======== Information

//! # AppError
//!
//! Centralized error handling for the Rusty-Interact ecosystem.
//! Ownership failures are reported as `NotFound` so callers cannot learn about
//! resources that belong to another actor.

use thiserror::Error;
use uuid::Uuid;

/// The primary error type for all ri-core operations.
#[derive(Error, Debug)]
pub enum AppError {
    /// Resource not found, or not owned by the caller (e.g., Folder, Item, Article)
    #[error("{0} not found with ID {1}")]
    NotFound(String, String),

    /// Validation failure (e.g., empty folder name, mismatched batch lists)
    #[error("validation error: {0}")]
    ValidationError(String),

    /// The action needs an authenticated (user-bound) actor
    #[error("unauthorized: {0}")]
    Unauthorized(String),

    /// Infrastructure failure (e.g., DB down, pool exhausted)
    #[error("internal service error: {0}")]
    Internal(String),

    /// Resource already exists (e.g., duplicate folder name, unique-constraint race)
    #[error("conflict: {0}")]
    Conflict(String),

    /// The article is already in a folder that does not allow duplicates.
    #[error("conflict: article already saved in this folder as item {item_id}")]
    DuplicateFavorite { item_id: Uuid },
}

impl AppError {
    pub fn not_found(kind: &str, id: impl ToString) -> Self {
        AppError::NotFound(kind.to_string(), id.to_string())
    }

    /// Machine-readable category used in API error payloads.
    pub fn category(&self) -> &'static str {
        match self {
            AppError::NotFound(..) => "not_found",
            AppError::ValidationError(_) => "validation_error",
            AppError::Unauthorized(_) => "unauthorized",
            AppError::Internal(_) => "internal",
            AppError::Conflict(_) | AppError::DuplicateFavorite { .. } => "conflict",
        }
    }

    pub fn is_conflict(&self) -> bool {
        self.category() == "conflict"
    }
}

impl From<anyhow::Error> for AppError {
    fn from(err: anyhow::Error) -> Self {
        AppError::Internal(err.to_string())
    }
}

impl From<serde_json::Error> for AppError {
    fn from(err: serde_json::Error) -> Self {
        AppError::Internal(format!("payload encoding: {err}"))
    }
}

/// A specialized Result type for Rusty-Interact logic.
pub type Result<T> = std::result::Result<T, AppError>;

================

Among the records above, only the lines between the line holding "AppError::Conflict(_) | AppError::DuplicateFavorite" and the line holding "impl From<anyhow::Error> for", inclusive, are to be output, exactly as written.

Solution for this task -
            AppError::Conflict(_) | AppError::DuplicateFavorite { .. } => "conflict",
        }
    }

    pub fn is_conflict(&self) -> bool {
        self.category() == "conflict"
    }
}

impl From<anyhow::Error> for AppError {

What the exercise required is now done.